ABOUT THIS EXERCISE> Wherever the word "Magenta" appears in a line of the records, copy that line.
(EXERCISE MATERIAL begins)
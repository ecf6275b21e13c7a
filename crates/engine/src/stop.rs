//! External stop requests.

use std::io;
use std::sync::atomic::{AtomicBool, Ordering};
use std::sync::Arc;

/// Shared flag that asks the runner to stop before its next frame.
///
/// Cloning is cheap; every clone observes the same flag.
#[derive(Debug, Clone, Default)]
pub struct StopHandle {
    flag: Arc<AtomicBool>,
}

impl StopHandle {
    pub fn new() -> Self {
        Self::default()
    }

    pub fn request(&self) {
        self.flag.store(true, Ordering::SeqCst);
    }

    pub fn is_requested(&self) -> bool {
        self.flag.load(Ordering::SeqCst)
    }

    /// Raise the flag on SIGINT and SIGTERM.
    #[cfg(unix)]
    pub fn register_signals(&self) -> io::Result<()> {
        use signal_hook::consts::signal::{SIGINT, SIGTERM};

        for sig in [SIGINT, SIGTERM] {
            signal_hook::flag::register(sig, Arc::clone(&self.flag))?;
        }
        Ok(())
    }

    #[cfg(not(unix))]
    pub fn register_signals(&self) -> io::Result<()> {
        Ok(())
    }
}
(EXERCISE MATERIAL ends)
(EXERCISE MATERIAL begins)
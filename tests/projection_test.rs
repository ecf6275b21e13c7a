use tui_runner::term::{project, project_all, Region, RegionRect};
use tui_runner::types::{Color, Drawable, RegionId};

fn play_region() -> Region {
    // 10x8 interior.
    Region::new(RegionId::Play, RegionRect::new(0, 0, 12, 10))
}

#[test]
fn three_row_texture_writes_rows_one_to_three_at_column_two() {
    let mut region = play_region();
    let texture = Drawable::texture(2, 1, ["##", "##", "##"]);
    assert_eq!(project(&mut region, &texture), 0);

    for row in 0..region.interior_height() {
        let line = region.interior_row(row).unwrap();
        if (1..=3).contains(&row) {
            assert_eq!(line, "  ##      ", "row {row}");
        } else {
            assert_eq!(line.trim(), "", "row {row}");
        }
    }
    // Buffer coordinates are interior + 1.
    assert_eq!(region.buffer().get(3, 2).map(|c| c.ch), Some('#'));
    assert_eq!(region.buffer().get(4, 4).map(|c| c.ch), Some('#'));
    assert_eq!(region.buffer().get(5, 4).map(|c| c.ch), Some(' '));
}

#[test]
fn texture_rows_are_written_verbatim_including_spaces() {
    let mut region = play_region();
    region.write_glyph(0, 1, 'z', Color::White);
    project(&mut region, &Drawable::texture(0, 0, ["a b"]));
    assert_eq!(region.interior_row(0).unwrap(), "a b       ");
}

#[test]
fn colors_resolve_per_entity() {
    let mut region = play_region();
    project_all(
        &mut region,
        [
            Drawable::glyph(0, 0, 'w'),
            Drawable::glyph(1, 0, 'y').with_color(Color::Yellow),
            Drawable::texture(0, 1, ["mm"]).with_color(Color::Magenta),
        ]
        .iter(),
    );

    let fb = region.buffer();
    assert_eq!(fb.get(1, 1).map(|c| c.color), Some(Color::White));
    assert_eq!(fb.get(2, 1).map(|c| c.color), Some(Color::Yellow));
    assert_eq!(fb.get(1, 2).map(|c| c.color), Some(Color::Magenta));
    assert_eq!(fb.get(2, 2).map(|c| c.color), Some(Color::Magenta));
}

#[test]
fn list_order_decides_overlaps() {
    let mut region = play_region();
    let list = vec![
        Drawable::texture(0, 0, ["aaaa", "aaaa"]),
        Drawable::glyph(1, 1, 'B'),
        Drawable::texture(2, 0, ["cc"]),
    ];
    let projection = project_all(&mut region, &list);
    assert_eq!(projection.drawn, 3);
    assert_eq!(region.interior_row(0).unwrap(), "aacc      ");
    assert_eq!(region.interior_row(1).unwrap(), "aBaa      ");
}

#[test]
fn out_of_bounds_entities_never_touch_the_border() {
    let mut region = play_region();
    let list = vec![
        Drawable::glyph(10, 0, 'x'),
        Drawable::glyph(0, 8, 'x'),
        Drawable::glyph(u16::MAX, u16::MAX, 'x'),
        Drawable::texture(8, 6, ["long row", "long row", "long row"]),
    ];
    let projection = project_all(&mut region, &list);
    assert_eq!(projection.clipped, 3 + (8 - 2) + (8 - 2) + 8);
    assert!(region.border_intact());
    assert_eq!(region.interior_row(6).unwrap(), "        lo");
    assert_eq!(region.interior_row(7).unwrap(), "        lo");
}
(EXERCISE MATERIAL ends)
RESULT FOR THIS EXERCISE>
            Drawable::texture(0, 1, ["mm"]).with_color(Color::Magenta),
    assert_eq!(fb.get(1, 2).map(|c| c.color), Some(Color::Magenta));
    assert_eq!(fb.get(2, 2).map(|c| c.color), Some(Color::Magenta));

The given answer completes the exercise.